With a team of Java developers onsite, Buy Way’s mainframe development team had seen how Java programs could be managed by Git using the Eclipse IDE. In the case of Buy Way’s Java development, change distribution is managed by Jenkins, with Gerrit used to handle code review. Noted Beau: “It seemed natural to us to focus first on the tools that our colleagues were so familiar with.” Hence, Buy Way sought a COBOL editor that was compatible with Git’s resource management structure. “The editor had to be relatively flexible to accompany us in our journey to the unknown! Looking for existing plugins under Eclipse, we discovered Cobos,” explained Beau.

MetrixWare’s Cobos IDE for COBOL was first launched in 2009. An advanced open source environment based on Eclipse, Cobos is dedicated to mainframe application development but combines the best of both worlds by capitalizing on open source community innovation and mainframe best practices. Among the features that appealed to the Buy Way team were auto completion, syntax checking, the visualization of variables, templates, replacement strings, and the multitude of keyboard shortcuts. Recounted Beau: “The ability to request product evolution from Metrixware, based on our needs and usage, also appealed. Cobos seemed the ideal tool for Buy Way, as a starting point for modernization.”

According to Beau, Cobos was easy to install: “Once the technical specifics of our mainframe system were known, installation took place automatically and became immediately functional. Metrixware’s comprehensive technical documentation and responsive support staff helped me to implement several custom requirements related to Git and Jenkins.” Buy Way was able to quickly and simply customise the Cobos control panel, thanks to its XML file design.

One feature that stood out for Buy Way was a simple protocol within Cobos to enable remote communication with the mainframe’s Rexx processes. Noted Beau: “Cobos allows you to enter parameters or retrieve environment variables and send them to Rexx scripts. We went as far as to hand over a .Net application using this feature, which made our developers particularly happy. ”

The open-system experience

In several respects, Cobos performed beyond Buy Way’s expectations. Beau recounts: “We have been able to port the Rexx processes used by each developer in local on his workstation to the Linux integration machine used by Jenkins. Our integration tools work with Cobos Rexx as well as those we have added specifically for our needs. There has been no need for custom development or rewrites for each type of machine. What time saving! In addition, we placed Rexx in a Git repository so that each workstation/server is updated automatically.”

The combination of Rexx and Cobos allowed Buy Way to extend the Operations department’s use of DB2 requests. These follow the same integration process and source-code management, with Rexx scripts hosted locally in Cobos and remotely on the mainframe. Notes Beau: “Today, we can automatically generate documentation and wiki pages. For example, all releases produce automated documentation containing details of source updates for the Operations department, but also for audits.”

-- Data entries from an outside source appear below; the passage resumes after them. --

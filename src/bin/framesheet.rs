use std::path::PathBuf;
use std::time::Duration;

use clap::{CommandFactory, Parser};
use clap_complete::Shell;
use colored::Colorize;
use framesheet::{OutputTarget, SheetOptions, VideoProbe, default_output_path};
use indicatif::{ProgressBar, ProgressStyle};
use serde_json::json;

const CLI_AFTER_HELP: &str = "Examples:\n  framesheet input.mp4\n  framesheet input.mp4 -o sheet.jpg -c 4 -r 4 --font-file DejaVuSans.ttf\n  framesheet input.mp4 -o - | convert - sheet.png\n  framesheet input.mp4 --probe-only --json\n  framesheet --completions zsh > _framesheet";

#[derive(Debug, Parser)]
#[command(
    name = "framesheet",
    version,
    about = "Generate a thumbnail contact sheet for a video file",
    after_help = CLI_AFTER_HELP
)]
struct Cli {
    /// Input video file.
    #[arg(required_unless_present = "completions")]
    input: Option<PathBuf>,

    /// Output path. Defaults to `<input stem>_sheet.jpg` next to the input;
    /// use '-' to stream JPEG bytes to stdout.
    #[arg(short, long)]
    output: Option<String>,

    /// Number of columns in the grid.
    #[arg(short, long, default_value_t = 4)]
    columns: u32,

    /// Number of rows in the grid.
    #[arg(short, long, default_value_t = 5)]
    rows: u32,

    /// Width of each thumbnail in pixels.
    #[arg(long, default_value_t = 640)]
    thumb_width: u32,

    /// Height of each thumbnail. Defaults to auto-scale from the video's
    /// aspect ratio.
    #[arg(long)]
    thumb_height: Option<u32>,

    /// Padding between thumbnails in pixels.
    #[arg(long, default_value_t = 5)]
    padding: u32,

    /// Margin around the grid in pixels.
    #[arg(long, default_value_t = 20)]
    margin: u32,

    /// Height of the header section in pixels.
    #[arg(long = "header", default_value_t = 150)]
    header_height: u32,

    /// Path to a .ttf font file for text rendering. Without it, no text is
    /// rendered at all.
    #[arg(long)]
    font_file: Option<PathBuf>,

    /// Color of the title text.
    #[arg(long, default_value = "white")]
    font_color: String,

    /// Color of text drop shadows.
    #[arg(long, default_value = "black")]
    shadow_color: String,

    /// Background color of the sheet.
    #[arg(long = "bg-color", default_value = "#222222")]
    background_color: String,

    /// JPEG quality for extraction and output (1-31, lower is better).
    #[arg(long, default_value_t = 2)]
    jpeg_quality: u8,

    /// Thickness of the border around each thumbnail (0 disables).
    #[arg(long, default_value_t = 1)]
    border_thickness: u32,

    /// Color of the border around each thumbnail.
    #[arg(long, default_value = "#111111")]
    border_color: String,

    /// Path to the ffmpeg executable.
    #[arg(long, default_value = "ffmpeg")]
    ffmpeg_path: PathBuf,

    /// Path to the ffprobe executable.
    #[arg(long, default_value = "ffprobe")]
    ffprobe_path: PathBuf,

    /// Probe the input and print its metadata without generating a sheet.
    #[arg(long)]
    probe_only: bool,

    /// With --probe-only, print metadata as machine-readable JSON.
    #[arg(long)]
    json: bool,

    /// Suppress status output.
    #[arg(short, long)]
    quiet: bool,

    /// Show additional logging output, including the full ffmpeg command.
    #[arg(short, long)]
    verbose: bool,

    /// Show a spinner while frames are being extracted.
    #[arg(long)]
    progress: bool,

    /// Allow overwriting an existing output file.
    #[arg(long)]
    overwrite: bool,

    /// Generate shell completion scripts and exit.
    #[arg(long, value_enum)]
    completions: Option<Shell>,
}

fn resolve_output(output: Option<&str>, input: &std::path::Path) -> OutputTarget {
    match output {
        Some("-") => OutputTarget::Stdout,
        Some(path) => OutputTarget::File(PathBuf::from(path)),
        None => OutputTarget::File(default_output_path(input)),
    }
}

fn build_options(cli: &Cli, input: &std::path::Path, output: OutputTarget) -> SheetOptions {
    let mut options = SheetOptions::new(input)
        .with_output(output)
        .with_grid(cli.columns, cli.rows)
        .with_thumb_width(cli.thumb_width)
        .with_spacing(cli.padding, cli.margin)
        .with_header_height(cli.header_height)
        .with_colors(
            cli.font_color.clone(),
            cli.shadow_color.clone(),
            cli.background_color.clone(),
        )
        .with_border(cli.border_thickness, cli.border_color.clone())
        .with_jpeg_quality(cli.jpeg_quality)
        .with_tool_paths(&cli.ffmpeg_path, &cli.ffprobe_path);

    if let Some(height) = cli.thumb_height {
        options = options.with_thumb_height(height);
    }
    if let Some(font_file) = &cli.font_file {
        options = options.with_font_file(font_file);
    }
    options
}

fn init_logging(cli: &Cli) {
    let mut builder = env_logger::Builder::from_default_env();
    if cli.verbose {
        builder.filter_level(log::LevelFilter::Debug);
    } else if cli.quiet {
        builder.filter_level(log::LevelFilter::Error);
    }
    builder.init();
}

fn run() -> Result<(), Box<dyn std::error::Error>> {
    let cli = Cli::parse();

    if let Some(shell) = cli.completions {
        let mut command = Cli::command();
        clap_complete::generate(shell, &mut command, "framesheet", &mut std::io::stdout());
        return Ok(());
    }

    if cli.quiet && cli.verbose {
        return Err("flags --quiet and --verbose cannot be used together".into());
    }

    init_logging(&cli);

    let input = cli
        .input
        .clone()
        .ok_or("missing input video file argument")?;
    let output = resolve_output(cli.output.as_deref(), &input);

    // When the sheet itself goes to stdout, status lines must not.
    let stream_to_stdout = output == OutputTarget::Stdout;
    let status = |message: String| {
        if cli.quiet {
            return;
        }
        if stream_to_stdout {
            eprintln!("{message}");
        } else {
            println!("{message}");
        }
    };

    if let OutputTarget::File(path) = &output {
        if path.exists() {
            if !cli.overwrite {
                return Err(format!(
                    "output already exists: {} (use --overwrite to replace)",
                    path.display()
                )
                .into());
            }
            eprintln!(
                "{} {}",
                "warning:".yellow().bold(),
                format!("overwriting {}", path.display()).yellow()
            );
        }
    }

    status(format!("Analyzing video file: {}", input.display()));
    let metadata = VideoProbe::probe(&input, &cli.ffprobe_path)?;

    if cli.probe_only {
        if cli.json {
            let payload = json!({
                "path": metadata.path.display().to_string(),
                "duration_seconds": metadata.duration,
                "width": metadata.width,
                "height": metadata.height,
                "file_size": metadata.file_size,
                "video_codec": metadata.video_codec,
                "audio_codec": metadata.audio_codec,
                "bit_rate": metadata.bit_rate,
                "avg_frame_rate": metadata.avg_frame_rate,
            });
            println!("{}", serde_json::to_string_pretty(&payload)?);
        } else {
            println!("Path: {}", metadata.path.display());
            println!("Duration: {:.2}s", metadata.duration);
            println!(
                "Video: {}x{} @ {} [{}]",
                metadata.width, metadata.height, metadata.avg_frame_rate, metadata.video_codec,
            );
            if let Some(audio) = &metadata.audio_codec {
                println!("Audio: [{audio}]");
            }
            println!("Size: {} bytes", metadata.file_size);
        }
        return Ok(());
    }

    status("Video analysis complete. Starting sheet generation...".to_string());

    let options = build_options(&cli, &input, output.clone());

    let spinner = if cli.progress && !cli.quiet {
        let pb = ProgressBar::new_spinner();
        pb.set_style(ProgressStyle::with_template("{spinner:.green} {msg}")?);
        pb.set_message("extracting and composing frames...");
        pb.enable_steady_tick(Duration::from_millis(100));
        Some(pb)
    } else {
        None
    };

    let result = framesheet::generate_with_metadata(&options, &metadata);

    if let Some(pb) = spinner {
        pb.finish_and_clear();
    }
    result?;

    match &output {
        OutputTarget::File(path) => status(format!(
            "{} {}",
            "success:".green().bold(),
            format!("Sheet written to {}", path.display()).green()
        )),
        OutputTarget::Stdout => status(format!(
            "{} {}",
            "success:".green().bold(),
            "Sheet streamed to stdout.".green()
        )),
    }

    Ok(())
}

fn main() {
    if let Err(error) = run() {
        eprintln!("{} {error}", "error:".red().bold());
        std::process::exit(1);
    }
}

buyway_cpuBuy Way has successfully migrated all its mainframe applications to Git using Cobos. Between June 2017, when the company started using Cobos, and May 2018, Beau estimates that approximately 150 work days were saved across a team of 10 developers, a figure he expects to “double over the next year.” The team has also noted a significant decrease in CPU consumption since Cobos was introduced.

Confirms Ivan Torres Fally, enterprise architect for Buy Way: “The Cobos architecture has allowed us to achieve a seamless, end-to-end integration, as we have become accustomed to in the open source world. In truth, the Java developers are now envious of the ease with which their Cobol colleagues make their deployments!”